O maxilar de Vitório travou, as veias do pescoço se destacaram, pulsando como fios elétricos. Seus olhos estavam escuros quase negros, uma tempestade prestes a desabar e consumir tudo. Ele pressionou ainda mais o corpo contra o dela, prendendo-a com fúria contida. Sua vontade era torcer o pescoço dela.

— Não ouse falar de Lucila. Sua boca não é digna de proferir o nome dela. – as sobrancelhas de se uniram, suas pupilas estremeceram, buscando controle para não agredi-la. - Você está ultrapassando todos os limites, Astrid. Já deixei claro que não existe mais nada entre nós desde que você traiu a minha confiança e roubou minha família. Eu não vou te avisar de novo. — cuspiu as palavras com desprezo.

Ela manteve a pose, mas seus olhos brilharam com lágrimas falsas. A encenação de sempre. A mulher abandonada, ferida. A amante traída. Ela já tinha praticado esse número inúmeras vezes desde que ele a deixou naquela noite onde ela confessou causar a ruína da família Darius.

— Você me prometeu um futuro, Vitório. Você me deu isso — ela levantou a mão, mostrando o anel de noivado que ele lhe deu três anos antes. — Eu nunca tirei. Nunca. O seu futuro é comigo, ao meu lado. Nosso amor não pode acabar por causa dessa sua atitude inflexível. Ninguém vai te amar e ser para você o que eu sou.

Ele riu. Um riso amargo, escuro e perigoso.

— Você não passa de uma vadia golpista. Se eu te pegar perto da Lucila de novo... você vai pagar caro por isso. Não teste a minha paciência, porque você sabe que eu não brinco quando se trata do que é meu.

Astrid perdeu o sorriso. As lágrimas escorreram, banhando seu rosto maquiado, agora talvez verdadeiras. O orgulho ferido dilatava suas narinas. A humilhação faiscava em seus olhos.

— Eu te amo, Vitório. Você é o único homem que eu amei de verdade! Você não pode me abandonar, e fingir que nada do que tivemos foi real. – Astrid fungou, e tentou tocá-lo de novo. Vitório deu um tapa na mão dela, seus dentes trincados de raiva. - Se acha que vai me descartar... se acha que vai ficar com ela e fingir que eu não existo... você vai se arrepender! Eu juro que vai!

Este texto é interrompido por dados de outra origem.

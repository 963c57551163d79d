//! Output formatting for run results
//!
//! This module provides:
//! - Text output for human-readable display
//! - JSON output for machine processing

mod json;
mod text;

pub use json::JsonFormatter;
pub use text::{TextFormatter, VersionChangeType};

use crate::orchestrator::OrchestratorResult;
use std::io::Write;

/// Output format options
#[derive(Debug, Clone, Copy, PartialEq, Eq, Default)]
pub enum OutputFormat {
    /// Human-readable text output
    #[default]
    Text,
    /// JSON output for machine processing
    Json,
}

/// Output verbosity level
#[derive(Debug, Clone, Copy, PartialEq, Eq, Default)]
pub enum Verbosity {
    /// Summary only
    Quiet,
    /// Per-project tables and summary
    #[default]
    Normal,
    /// Adds registry sources and parameter tables
    Verbose,
}

/// Configuration for output formatting
#[derive(Debug, Clone)]
pub struct OutputConfig {
    /// Output format (text, json)
    pub format: OutputFormat,
    /// Verbosity level
    pub verbosity: Verbosity,
    /// Whether this is a dry-run
    pub dry_run: bool,
    /// Whether to use colors (when supported)
    pub color: bool,
}

impl Default for OutputConfig {
    fn default() -> Self {
        Self {
            format: OutputFormat::default(),
            verbosity: Verbosity::default(),
            dry_run: false,
            color: true,
        }
    }
}

impl OutputConfig {
    /// Create configuration from CLI arguments
    pub fn from_cli(json: bool, verbose: bool, quiet: bool, dry_run: bool) -> Self {
        let format = if json {
            OutputFormat::Json
        } else {
            OutputFormat::Text
        };

        let verbosity = if quiet {
            Verbosity::Quiet
        } else if verbose {
            Verbosity::Verbose
        } else {
            Verbosity::Normal
        };

        Self {
            format,
            verbosity,
            dry_run,
            color: true,
        }
    }
}

/// Trait for output formatters
pub trait OutputFormatter {
    /// Format and write the orchestrator result
    fn format(&self, result: &OrchestratorResult, writer: &mut dyn Write) -> std::io::Result<()>;
}

/// Create an output formatter based on configuration
pub fn create_formatter(config: OutputConfig) -> Box<dyn OutputFormatter> {
    match config.format {
        OutputFormat::Text => Box::new(TextFormatter::with_color(
            config.verbosity,
            config.dry_run,
            config.color,
        )),
        OutputFormat::Json => Box::new(JsonFormatter::new()),
    }
}

#[cfg(test)]
mod tests {
    use super::*;

    #[test]
    fn test_output_format_default() {
        assert_eq!(OutputFormat::default(), OutputFormat::Text);
    }

    #[test]
    fn test_verbosity_default() {
        assert_eq!(Verbosity::default(), Verbosity::Normal);
    }

    #[test]
    fn test_output_config_from_cli_json() {
        let config = OutputConfig::from_cli(true, false, false, false);
        assert_eq!(config.format, OutputFormat::Json);
        assert_eq!(config.verbosity, Verbosity::Normal);
    }

    #[test]
    fn test_output_config_from_cli_quiet_wins() {
        let config = OutputConfig::from_cli(false, true, true, true);
        assert_eq!(config.format, OutputFormat::Text);
        assert_eq!(config.verbosity, Verbosity::Quiet);
        assert!(config.dry_run);
    }

    #[test]
    fn test_output_config_from_cli_verbose() {
        let config = OutputConfig::from_cli(false, true, false, false);
        assert_eq!(config.verbosity, Verbosity::Verbose);
        assert!(config.color);
    }
}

Ele agarrou o braço dela e a puxou bruscamente, arrastando-a em silêncio pelo corredor lateral até a porta de saída de emergência. A cada passo, seus ombros tremiam, a respiração acelerada, os punhos cerrados. Ele era uma bomba prestes a explodir. Essa maldita serpente traiçoeira!

Ao empurrá-la para fora, sua voz saiu grave, carregada de ódio.

Porque Lucila era luz, ela era um ser iluminado.

Ela sorriu para ele devagar, um sorriso pequeno, cheio de timidez, mas genuíno. Um gesto singelo que cortou as trevas que ainda atormentavam seu interior, como uma espada de luz.

E foi como se toda a escuridão que habitava dentro dele, se escondesse diante dela. Vitório sentiu algo inédito e surpreendente, o peito inflando, o coração pulsando devagar, como se reconhecesse que estava diante de alguém que poderia transformar seu mundo.

Ela era seu anjo.

A âncora que o mantinha na sanidade, a única pura o bastante para fazer dissipar todas as tempestades, a que era digna de seu sobrenome. Ele estendeu a mão para ela, e ela, sem hesitar, entrelaçou os dedos nos dele.

Ali, naquele gesto silencioso, ele soube que mesmo sendo um ser de luz, ela ainda é mais perigosa do que Astrid com toda a sua astúcia e ousadia. Porque bastava sua presença, seu olhar, para fazê-lo se esquecer completamente de quem ele realmente era quando a noite caia e a necessidade por prazer o consumia.